* **TO DO**
Below are records; please set down exactly the lines from the first through the one containing "tag-value vocabulary. Fatal.".

Stored items:
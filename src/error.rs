//! Unified error types for spdx-tagvalue.
//!
//! Parsing either succeeds with a complete [`Document`](crate::model::Document)
//! or fails with the full ordered list of structural errors. Fatal conditions
//! (unknown tags, malformed lines) abort the parse immediately and carry their
//! own variants.

use std::path::PathBuf;
use thiserror::Error;

/// Main error type for spdx-tagvalue operations.
#[derive(Error, Debug)]
#[non_exhaustive]
pub enum TagValueError {
    /// One or more structural errors were recorded while building the document.
    ///
    /// `messages` holds every error in the order it was encountered; the parse
    /// ran to the end of the input before failing.
    #[error("Document parsing failed:\n{}", .messages.join("\n"))]
    Parse { messages: Vec<String> },

    /// A line could not be classified as a tag-value record. Fatal.
    #[error("Malformed line {line}: {reason}")]
    MalformedLine { line: usize, reason: String },

    /// A tag name is not part of the tag-value vocabulary. Fatal.
    #[error("Unknown tag: '{tag}'. Line: {line}{}", suggestion_hint(.suggestion))]
    UnknownTag {
        tag: String,
        line: usize,
        /// Nearest known tag by string similarity, when one is close enough.
        suggestion: Option<String>,
    },

    /// IO errors with path context
    #[error("IO error at {path:?}: {message}")]
    Io {
        path: Option<PathBuf>,
        message: String,
        #[source]
        source: std::io::Error,
    },

    /// Errors while emitting a document
    #[error("Failed to write document: {0}")]
    Write(String),
}

fn suggestion_hint(suggestion: &Option<String>) -> String {
    match suggestion {
        Some(tag) => format!(" (did you mean '{tag}'?)"),
        None => String::new(),
    }
}

// ============================================================================
// Result type alias
// ============================================================================

/// Convenient Result type for spdx-tagvalue operations
pub type Result<T> = std::result::Result<T, TagValueError>;

// ============================================================================
// Error construction helpers
// ============================================================================

impl TagValueError {
    /// Create an aggregated parse failure from recorded messages
    pub fn parse(messages: Vec<String>) -> Self {
        Self::Parse { messages }
    }

    /// Create a malformed-line error
    pub fn malformed(line: usize, reason: impl Into<String>) -> Self {
        Self::MalformedLine {
            line,
            reason: reason.into(),
        }
    }

    /// Create an unknown-tag error
    pub fn unknown_tag(tag: impl Into<String>, line: usize, suggestion: Option<String>) -> Self {
        Self::UnknownTag {
            tag: tag.into(),
            line,
            suggestion,
        }
    }

    /// Create an IO error with path context
    pub fn io(path: impl Into<PathBuf>, source: std::io::Error) -> Self {
        let message = format!("{source}");
        Self::Io {
            path: Some(path.into()),
            message,
            source,
        }
    }

    /// Every error message this failure carries, in order.
    ///
    /// For [`TagValueError::Parse`] this is the recorded list; fatal variants
    /// report themselves as a single message.
    pub fn messages(&self) -> Vec<String> {
        match self {
            Self::Parse { messages } => messages.clone(),
            other => vec![other.to_string()],
        }
    }
}

impl From<std::io::Error> for TagValueError {
    fn from(err: std::io::Error) -> Self {
        Self::Io {
            path: None,
            message: format!("{err}"),
            source: err,
        }
    }
}
//! The document root and its creation information.

use super::{
    Actor, Annotation, Checksum, ExtractedLicensingInfo, File, Package, Relationship, Review,
    Snippet,
};
use chrono::{DateTime, Utc};
use serde::{Deserialize, Serialize};

/// A reference to another SPDX document, from a single
/// `ExternalDocumentRef` tag.
#[derive(Debug, Clone, PartialEq, Eq, Serialize, Deserialize)]
pub struct ExternalDocumentRef {
    /// `DocumentRef-` identifier
    pub document_ref_id: String,
    /// Namespace URI of the referenced document
    pub document_uri: String,
    pub checksum: Checksum,
}

/// Who created the document, when, and with which license list.
#[derive(Debug, Clone, Default, PartialEq, Serialize, Deserialize)]
pub struct CreationInfo {
    /// `Creator` tags in declaration order
    pub creators: Vec<Actor>,
    pub created: Option<DateTime<Utc>>,
    pub creator_comment: Option<String>,
    pub license_list_version: Option<String>,
}

/// A fully parsed tag-value document.
///
/// Only handed out when the parse recorded zero errors, so the document-scope
/// fields required by SPDX (version, data license, id, name, namespace,
/// created timestamp) are present even though they are typed `Option` for the
/// build phase. Entity collections keep declaration order.
#[derive(Debug, Clone, Default, PartialEq, Serialize, Deserialize)]
pub struct Document {
    pub spdx_version: Option<String>,
    pub data_license: Option<String>,
    pub spdx_id: Option<String>,
    pub name: Option<String>,
    pub namespace: Option<String>,
    pub comment: Option<String>,
    pub external_document_refs: Vec<ExternalDocumentRef>,
    pub creation_info: CreationInfo,
    pub packages: Vec<Package>,
    pub files: Vec<File>,
    pub snippets: Vec<Snippet>,
    pub extracted_licensing_infos: Vec<ExtractedLicensingInfo>,
    pub relationships: Vec<Relationship>,
    pub annotations: Vec<Annotation>,
    pub reviews: Vec<Review>,
}

impl Document {
    /// One-line entity count summary, used by the CLI.
    #[must_use]
    pub fn summary(&self) -> String {
        format!(
            "{} package(s), {} file(s), {} snippet(s), {} relationship(s), \
             {} annotation(s), {} extracted license(s)",
            self.packages.len(),
            self.files.len(),
            self.snippets.len(),
            self.relationships.len(),
            self.annotations.len(),
            self.extracted_licensing_infos.len(),
        )
    }
}

#[cfg(test)]
mod tests {
    use super::*;

    #[test]
    fn test_summary_counts_collections() {
        let mut doc = Document::default();
        doc.packages.push(Package::new("pkg"));
        doc.files.push(File::new("file"));
        doc.files.push(File::new("other"));
        assert!(doc.summary().starts_with("1 package(s), 2 file(s)"));
    }
}
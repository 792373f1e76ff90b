//! File declarations.

use super::{ChecksumAlgorithm, LicenseField};
use indexmap::IndexMap;
use serde::{Deserialize, Serialize};
use std::fmt;

/// `FileType` values.
#[derive(Debug, Clone, Copy, PartialEq, Eq, Hash, Serialize, Deserialize)]
pub enum FileType {
    Source,
    Binary,
    Archive,
    Application,
    Audio,
    Image,
    Text,
    Video,
    Documentation,
    Spdx,
    Other,
}

impl FileType {
    pub const ALL: [Self; 11] = [
        Self::Source,
        Self::Binary,
        Self::Archive,
        Self::Application,
        Self::Audio,
        Self::Image,
        Self::Text,
        Self::Video,
        Self::Documentation,
        Self::Spdx,
        Self::Other,
    ];

    #[must_use]
    pub const fn name(self) -> &'static str {
        match self {
            Self::Source => "SOURCE",
            Self::Binary => "BINARY",
            Self::Archive => "ARCHIVE",
            Self::Application => "APPLICATION",
            Self::Audio => "AUDIO",
            Self::Image => "IMAGE",
            Self::Text => "TEXT",
            Self::Video => "VIDEO",
            Self::Documentation => "DOCUMENTATION",
            Self::Spdx => "SPDX",
            Self::Other => "OTHER",
        }
    }

    #[must_use]
    pub fn from_name(name: &str) -> Option<Self> {
        Self::ALL.iter().copied().find(|t| t.name() == name)
    }
}

impl fmt::Display for FileType {
    fn fmt(&self, f: &mut fmt::Formatter<'_>) -> fmt::Result {
        write!(f, "{}", self.name())
    }
}

/// One file declaration.
///
/// The name is inherent to the opening `FileName` tag; the id and at least
/// one checksum are required by the time the file closes. File types keep
/// declaration order with duplicates dropped.
#[derive(Debug, Clone, PartialEq, Serialize, Deserialize)]
pub struct File {
    pub name: String,
    pub spdx_id: Option<String>,
    pub file_types: Vec<FileType>,
    pub checksums: IndexMap<ChecksumAlgorithm, String>,
    pub license_concluded: Option<LicenseField>,
    pub license_info_in_file: Vec<LicenseField>,
    pub license_comment: Option<String>,
    pub copyright_text: Option<String>,
    pub comment: Option<String>,
    pub notice: Option<String>,
    pub contributors: Vec<String>,
    pub attribution_texts: Vec<String>,
}

impl File {
    /// Create a file with only its name set.
    #[must_use]
    pub fn new(name: impl Into<String>) -> Self {
        Self {
            name: name.into(),
            spdx_id: None,
            file_types: Vec::new(),
            checksums: IndexMap::new(),
            license_concluded: None,
            license_info_in_file: Vec::new(),
            license_comment: None,
            copyright_text: None,
            comment: None,
            notice: None,
            contributors: Vec::new(),
            attribution_texts: Vec::new(),
        }
    }

    /// Append a file type, keeping set semantics (duplicates are dropped).
    pub fn add_file_type(&mut self, file_type: FileType) {
        if !self.file_types.contains(&file_type) {
            self.file_types.push(file_type);
        }
    }
}
#![no_main]
use libfuzzer_sys::fuzz_target;
use spdx_tagvalue::{parse_tag_value, write_tag_value_string};

/// Fuzz the write path: any document that parses must write out to text
/// that parses back cleanly.
fuzz_target!(|data: &[u8]| {
    if let Ok(s) = std::str::from_utf8(data) {
        if let Ok(document) = parse_tag_value(s) {
            let written = write_tag_value_string(&document);
            parse_tag_value(&written).expect("written documents must parse");
        }
    }
});
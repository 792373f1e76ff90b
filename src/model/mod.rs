//! SPDX document model.
//!
//! These types mirror the tag-value grammar: one struct per entity kind, with
//! the field inherent to the entity's opening tag stored plainly and every
//! other field optional or collection-valued. License fields, relationship
//! targets, supplier/originator, and the download location carry their
//! `NOASSERTION`/`NONE` sentinels as tagged variants; free-text fields keep a
//! literal `NONE` as the string.

mod actor;
mod annotation;
mod checksum;
mod document;
mod file;
mod license;
mod package;
mod relationship;
mod snippet;

pub use actor::{Actor, ActorKind, ActorOrNoAssertion};
pub use annotation::{Annotation, AnnotationType, Review};
pub use checksum::{Checksum, ChecksumAlgorithm};
pub use document::{CreationInfo, Document, ExternalDocumentRef};
pub use file::{File, FileType};
pub use license::{ExtractedLicensingInfo, LicenseExpression, LicenseField};
pub use package::{
    DownloadLocation, ExternalPackageRef, ExternalPackageRefCategory, Package, PackagePurpose,
    PackageVerificationCode,
};
pub use relationship::{Relationship, RelationshipTarget, RelationshipType};
pub use snippet::Snippet;
//! Validate command handler.
//!
//! Parses a tag-value document and reports either a one-line summary or the
//! full ordered error list.

use crate::parser::parse_tag_value_file;
use anyhow::Result;
use std::path::PathBuf;

/// Run the validate command.
///
/// Exits with code 1 when the document has structural errors.
#[allow(clippy::needless_pass_by_value)]
pub fn run_validate(path: PathBuf, quiet: bool) -> Result<()> {
    match parse_tag_value_file(&path) {
        Ok(document) => {
            if !quiet {
                println!("{}: OK ({})", path.display(), document.summary());
            }
            Ok(())
        }
        Err(err) => {
            let messages = err.messages();
            if !quiet {
                eprintln!("{}: {} error(s)", path.display(), messages.len());
                for message in &messages {
                    eprintln!("  {message}");
                }
            }
            std::process::exit(1);
        }
    }
}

* **OUTPUT BELOW**
filename src/error.rs
//! Unified error types for spdx-tagvalue.
//!
//! Parsing either succeeds with a complete [`Document`](crate::model::Document)
//! or fails with the full ordered list of structural errors. Fatal conditions
//! (unknown tags, malformed lines) abort the parse immediately and carry their
//! own variants.

use std::path::PathBuf;
use thiserror::Error;

/// Main error type for spdx-tagvalue operations.
#[derive(Error, Debug)]
#[non_exhaustive]
pub enum TagValueError {
    /// One or more structural errors were recorded while building the document.
    ///
    /// `messages` holds every error in the order it was encountered; the parse
    /// ran to the end of the input before failing.
    #[error("Document parsing failed:\n{}", .messages.join("\n"))]
    Parse { messages: Vec<String> },

    /// A line could not be classified as a tag-value record. Fatal.
    #[error("Malformed line {line}: {reason}")]
    MalformedLine { line: usize, reason: String },

    /// A tag name is not part of the tag-value vocabulary. Fatal.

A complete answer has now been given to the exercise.